### Records shown:
■ ■ ■ ■ ■

/// End-to-end retrieval tests driving RagClient over deterministic embeddings
use anyhow::Result;
use codebase_rag::config::Config;
use codebase_rag::embedding::{EmbeddingIntent, EmbeddingProvider};
use codebase_rag::types::{CodebaseStatsRequest, meta};
use codebase_rag::vector_db::{InMemoryVectorIndex, LanceVectorIndex, VectorIndex};
use codebase_rag::{
    ChunkRecord, ChunkType, IndexChunksRequest, RagClient, SearchRequest, SearchType,
};
use std::sync::Arc;
use tempfile::TempDir;

const DIM: usize = 128;

/// Hashed bag-of-words: identical token sets embed identically
struct BagOfWords;

impl EmbeddingProvider for BagOfWords {
    fn embed_batch(&self, texts: Vec<String>, _intent: EmbeddingIntent) -> Result<Vec<Vec<f32>>> {
        Ok(texts
            .iter()
            .map(|text| {
                let mut vector = vec![0.0; DIM];
                for token in text
                    .to_lowercase()
                    .split(|c: char| !c.is_alphanumeric())
                    .filter(|t| !t.is_empty())
                {
                    let hash = token
                        .bytes()
                        .fold(0x811c9dc5u32, |h, b| (h ^ b as u32).wrapping_mul(0x01000193));
                    vector[hash as usize % DIM] += 1.0;
                }
                vector
            })
            .collect())
    }

    fn dimension(&self) -> usize {
        DIM
    }

    fn model_name(&self) -> &str {
        "bag-of-words"
    }
}

fn record(
    id: &str,
    name: &str,
    file_path: &str,
    content: &str,
    description: Option<&str>,
) -> ChunkRecord {
    ChunkRecord {
        id: id.to_string(),
        content: content.to_string(),
        chunk_type: ChunkType::Function,
        name: name.to_string(),
        parent_name: None,
        file_path: file_path.to_string(),
        language: "python".to_string(),
        line_start: 1,
        line_end: 4,
        description: description.map(str::to_string),
    }
}

fn sample_chunks() -> Vec<ChunkRecord> {
    vec![
        record(
            "auth",
            "authenticate_user",
            "auth.py",
            "def authenticate_user(username, password):\n    user = find_user(username)\n    return user.check_password(password)",
            Some("Authenticate a user by username and password"),
        ),
        record(
            "json",
            "parse_json",
            "util.py",
            "def parse_json(text):\n    return json.loads(text)",
            Some("Parse a JSON document"),
        ),
    ]
}

async fn client_over(index: Arc<dyn VectorIndex>) -> Result<RagClient> {
    let client = RagClient::with_components(Config::ephemeral(), Arc::new(BagOfWords), index);
    let response = client
        .index_chunks(IndexChunksRequest {
            codebase_name: "demo".to_string(),
            chunks: sample_chunks(),
        })
        .await?;
    assert_eq!(response.chunks_stored, 2);
    assert_eq!(response.descriptions_embedded, 2);
    Ok(client)
}

async fn memory_client() -> Result<RagClient> {
    client_over(Arc::new(InMemoryVectorIndex::new())).await
}

#[tokio::test]
async fn test_hybrid_reranked_search_prefers_named_function() -> Result<()> {
    let client = memory_client().await?;

    let mut request = SearchRequest::new("authenticate user", "demo");
    request.search_type = SearchType::Hybrid;
    request.use_reranking = true;
    let response = client.search(request).await?;

    assert_eq!(response.results[0].name, "authenticate_user");
    let top = &response.results[0].metadata;
    assert_eq!(top.get_bool(meta::RERANKED), Some(true));
    assert!(top.contains_key(meta::RRF_SCORE));
    assert!(top.get_f64(meta::NAME_MATCH_SCORE).unwrap() > 0.9);

    // parse_json is either gone or strictly behind
    if let Some(pos) = response.results.iter().position(|r| r.name == "parse_json") {
        assert!(pos > 0);
        assert!(response.results[pos].score < response.results[0].score);
    }
    for result in &response.results {
        assert!(result.score >= 0.3);
    }
    Ok(())
}

#[tokio::test]
async fn test_empty_keyword_query_returns_nothing() -> Result<()> {
    let client = memory_client().await?;

    let mut request = SearchRequest::new("", "demo");
    request.search_type = SearchType::Keyword;
    let response = client.search(request).await?;

    assert!(response.results.is_empty());
    assert_eq!(response.summary.as_deref(), Some("No results found for query: ''"));
    Ok(())
}

#[tokio::test]
async fn test_empty_codebase_returns_nothing_for_every_type() -> Result<()> {
    let client = RagClient::with_components(
        Config::ephemeral(),
        Arc::new(BagOfWords),
        Arc::new(InMemoryVectorIndex::new()),
    );

    for search_type in [
        SearchType::Semantic,
        SearchType::Hybrid,
        SearchType::Keyword,
        SearchType::Description,
        SearchType::Hyde,
        SearchType::HydeFull,
        SearchType::DescriptionFallback,
        SearchType::Unrecognized,
    ] {
        for use_hyde in [false, true] {
            let mut request = SearchRequest::new("authenticate user", "empty");
            request.search_type = search_type;
            request.use_hyde = use_hyde;
            request.use_reranking = true;
            let response = client.search(request).await?;
            assert!(response.results.is_empty(), "{} returned results", search_type);
        }
    }
    Ok(())
}

#[tokio::test]
async fn test_hyde_without_backend_degrades_to_semantic() -> Result<()> {
    let client = memory_client().await?;

    let mut request = SearchRequest::new("authenticate user password", "demo");
    request.search_type = SearchType::HydeFull;
    let response = client.search(request).await?;

    assert_eq!(response.results[0].name, "authenticate_user");
    assert_eq!(
        response.results[0].metadata.get_str(meta::SEARCH_METHOD),
        Some("semantic")
    );
    Ok(())
}

#[tokio::test]
async fn test_description_search_uses_descriptions() -> Result<()> {
    let client = memory_client().await?;

    let mut request = SearchRequest::new("json document", "demo");
    request.search_type = SearchType::Description;
    let response = client.search(request).await?;

    assert_eq!(response.results[0].name, "parse_json");
    assert_eq!(
        response.results[0].metadata.get_str(meta::ORIGINAL_QUERY),
        Some("json document")
    );
    Ok(())
}

#[tokio::test]
async fn test_search_filters_apply_end_to_end() -> Result<()> {
    let client = memory_client().await?;

    let mut request = SearchRequest::new("authenticate user", "demo");
    request.filters = codebase_rag::SearchFilters::default().with_language("rust");
    let response = client.search(request).await?;
    assert!(response.results.is_empty());
    Ok(())
}

#[tokio::test]
async fn test_lancedb_round_trip() -> Result<()> {
    let db_dir = TempDir::new()?;
    let index = LanceVectorIndex::with_path(&db_dir.path().to_string_lossy()).await?;
    let client = client_over(Arc::new(index)).await?;

    let mut request = SearchRequest::new("authenticate user password", "demo");
    request.search_type = SearchType::Hybrid;
    let response = client.search(request).await?;
    assert_eq!(response.results[0].name, "authenticate_user");

    let stats = client
        .codebase_stats(CodebaseStatsRequest {
            codebase_name: "demo".to_string(),
        })
        .await?;
    assert_eq!(stats.total_chunks, 2);
    assert_eq!(stats.chunks_with_description, 2);

    assert_eq!(client.list_codebases().await?.codebases, vec!["demo"]);
    Ok(())
}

■ ■ ■ ■ ■

### What to do:
Give the data again. Keep every line identical.

### Answer:
/// End-to-end retrieval tests driving RagClient over deterministic embeddings
use anyhow::Result;
use codebase_rag::config::Config;
use codebase_rag::embedding::{EmbeddingIntent, EmbeddingProvider};
use codebase_rag::types::{CodebaseStatsRequest, meta};
use codebase_rag::vector_db::{InMemoryVectorIndex, LanceVectorIndex, VectorIndex};
use codebase_rag::{
    ChunkRecord, ChunkType, IndexChunksRequest, RagClient, SearchRequest, SearchType,
};
use std::sync::Arc;
use tempfile::TempDir;

const DIM: usize = 128;

/// Hashed bag-of-words: identical token sets embed identically
struct BagOfWords;

impl EmbeddingProvider for BagOfWords {
    fn embed_batch(&self, texts: Vec<String>, _intent: EmbeddingIntent) -> Result<Vec<Vec<f32>>> {
        Ok(texts
            .iter()
            .map(|text| {
                let mut vector = vec![0.0; DIM];
                for token in text
                    .to_lowercase()
                    .split(|c: char| !c.is_alphanumeric())
                    .filter(|t| !t.is_empty())
                {
                    let hash = token
                        .bytes()
                        .fold(0x811c9dc5u32, |h, b| (h ^ b as u32).wrapping_mul(0x01000193));
                    vector[hash as usize % DIM] += 1.0;
                }
                vector
            })
            .collect())
    }

    fn dimension(&self) -> usize {
        DIM
    }

    fn model_name(&self) -> &str {
        "bag-of-words"
    }
}

fn record(
    id: &str,
    name: &str,
    file_path: &str,
    content: &str,
    description: Option<&str>,
) -> ChunkRecord {
    ChunkRecord {
        id: id.to_string(),
        content: content.to_string(),
        chunk_type: ChunkType::Function,
        name: name.to_string(),
        parent_name: None,
        file_path: file_path.to_string(),
        language: "python".to_string(),
        line_start: 1,
        line_end: 4,
        description: description.map(str::to_string),
    }
}

fn sample_chunks() -> Vec<ChunkRecord> {
    vec![
        record(
            "auth",
            "authenticate_user",
            "auth.py",
            "def authenticate_user(username, password):\n    user = find_user(username)\n    return user.check_password(password)",
            Some("Authenticate a user by username and password"),
        ),
        record(
            "json",
            "parse_json",
            "util.py",
            "def parse_json(text):\n    return json.loads(text)",
            Some("Parse a JSON document"),
        ),
    ]
}

async fn client_over(index: Arc<dyn VectorIndex>) -> Result<RagClient> {
    let client = RagClient::with_components(Config::ephemeral(), Arc::new(BagOfWords), index);
    let response = client
        .index_chunks(IndexChunksRequest {
            codebase_name: "demo".to_string(),
            chunks: sample_chunks(),
        })
        .await?;
    assert_eq!(response.chunks_stored, 2);
    assert_eq!(response.descriptions_embedded, 2);
    Ok(client)
}

async fn memory_client() -> Result<RagClient> {
    client_over(Arc::new(InMemoryVectorIndex::new())).await
}

#[tokio::test]
async fn test_hybrid_reranked_search_prefers_named_function() -> Result<()> {
    let client = memory_client().await?;

    let mut request = SearchRequest::new("authenticate user", "demo");
    request.search_type = SearchType::Hybrid;
    request.use_reranking = true;
    let response = client.search(request).await?;

    assert_eq!(response.results[0].name, "authenticate_user");
    let top = &response.results[0].metadata;
    assert_eq!(top.get_bool(meta::RERANKED), Some(true));
    assert!(top.contains_key(meta::RRF_SCORE));
    assert!(top.get_f64(meta::NAME_MATCH_SCORE).unwrap() > 0.9);

    // parse_json is either gone or strictly behind
    if let Some(pos) = response.results.iter().position(|r| r.name == "parse_json") {
        assert!(pos > 0);
        assert!(response.results[pos].score < response.results[0].score);
    }
    for result in &response.results {
        assert!(result.score >= 0.3);
    }
    Ok(())
}

#[tokio::test]
async fn test_empty_keyword_query_returns_nothing() -> Result<()> {
    let client = memory_client().await?;

    let mut request = SearchRequest::new("", "demo");
    request.search_type = SearchType::Keyword;
    let response = client.search(request).await?;

    assert!(response.results.is_empty());
    assert_eq!(response.summary.as_deref(), Some("No results found for query: ''"));
    Ok(())
}

#[tokio::test]
async fn test_empty_codebase_returns_nothing_for_every_type() -> Result<()> {
    let client = RagClient::with_components(
        Config::ephemeral(),
        Arc::new(BagOfWords),
        Arc::new(InMemoryVectorIndex::new()),
    );

    for search_type in [
        SearchType::Semantic,
        SearchType::Hybrid,
        SearchType::Keyword,
        SearchType::Description,
        SearchType::Hyde,
        SearchType::HydeFull,
        SearchType::DescriptionFallback,
        SearchType::Unrecognized,
    ] {
        for use_hyde in [false, true] {
            let mut request = SearchRequest::new("authenticate user", "empty");
            request.search_type = search_type;
            request.use_hyde = use_hyde;
            request.use_reranking = true;
            let response = client.search(request).await?;
            assert!(response.results.is_empty(), "{} returned results", search_type);
        }
    }
    Ok(())
}

#[tokio::test]
async fn test_hyde_without_backend_degrades_to_semantic() -> Result<()> {
    let client = memory_client().await?;

    let mut request = SearchRequest::new("authenticate user password", "demo");
    request.search_type = SearchType::HydeFull;
    let response = client.search(request).await?;

    assert_eq!(response.results[0].name, "authenticate_user");
    assert_eq!(
        response.results[0].metadata.get_str(meta::SEARCH_METHOD),
        Some("semantic")
    );
    Ok(())
}

#[tokio::test]
async fn test_description_search_uses_descriptions() -> Result<()> {
    let client = memory_client().await?;

    let mut request = SearchRequest::new("json document", "demo");
    request.search_type = SearchType::Description;
    let response = client.search(request).await?;

    assert_eq!(response.results[0].name, "parse_json");
    assert_eq!(
        response.results[0].metadata.get_str(meta::ORIGINAL_QUERY),
        Some("json document")
    );
    Ok(())
}

#[tokio::test]
async fn test_search_filters_apply_end_to_end() -> Result<()> {
    let client = memory_client().await?;

    let mut request = SearchRequest::new("authenticate user", "demo");
    request.filters = codebase_rag::SearchFilters::default().with_language("rust");
    let response = client.search(request).await?;
    assert!(response.results.is_empty());
    Ok(())
}

#[tokio::test]
async fn test_lancedb_round_trip() -> Result<()> {
    let db_dir = TempDir::new()?;
    let index = LanceVectorIndex::with_path(&db_dir.path().to_string_lossy()).await?;
    let client = client_over(Arc::new(index)).await?;

    let mut request = SearchRequest::new("authenticate user password", "demo");
    request.search_type = SearchType::Hybrid;
    let response = client.search(request).await?;
    assert_eq!(response.results[0].name, "authenticate_user");

    let stats = client
        .codebase_stats(CodebaseStatsRequest {
            codebase_name: "demo".to_string(),
        })
        .await?;
    assert_eq!(stats.total_chunks, 2);
    assert_eq!(stats.chunks_with_description, 2);

    assert_eq!(client.list_codebases().await?.codebases, vec!["demo"]);
    Ok(())
}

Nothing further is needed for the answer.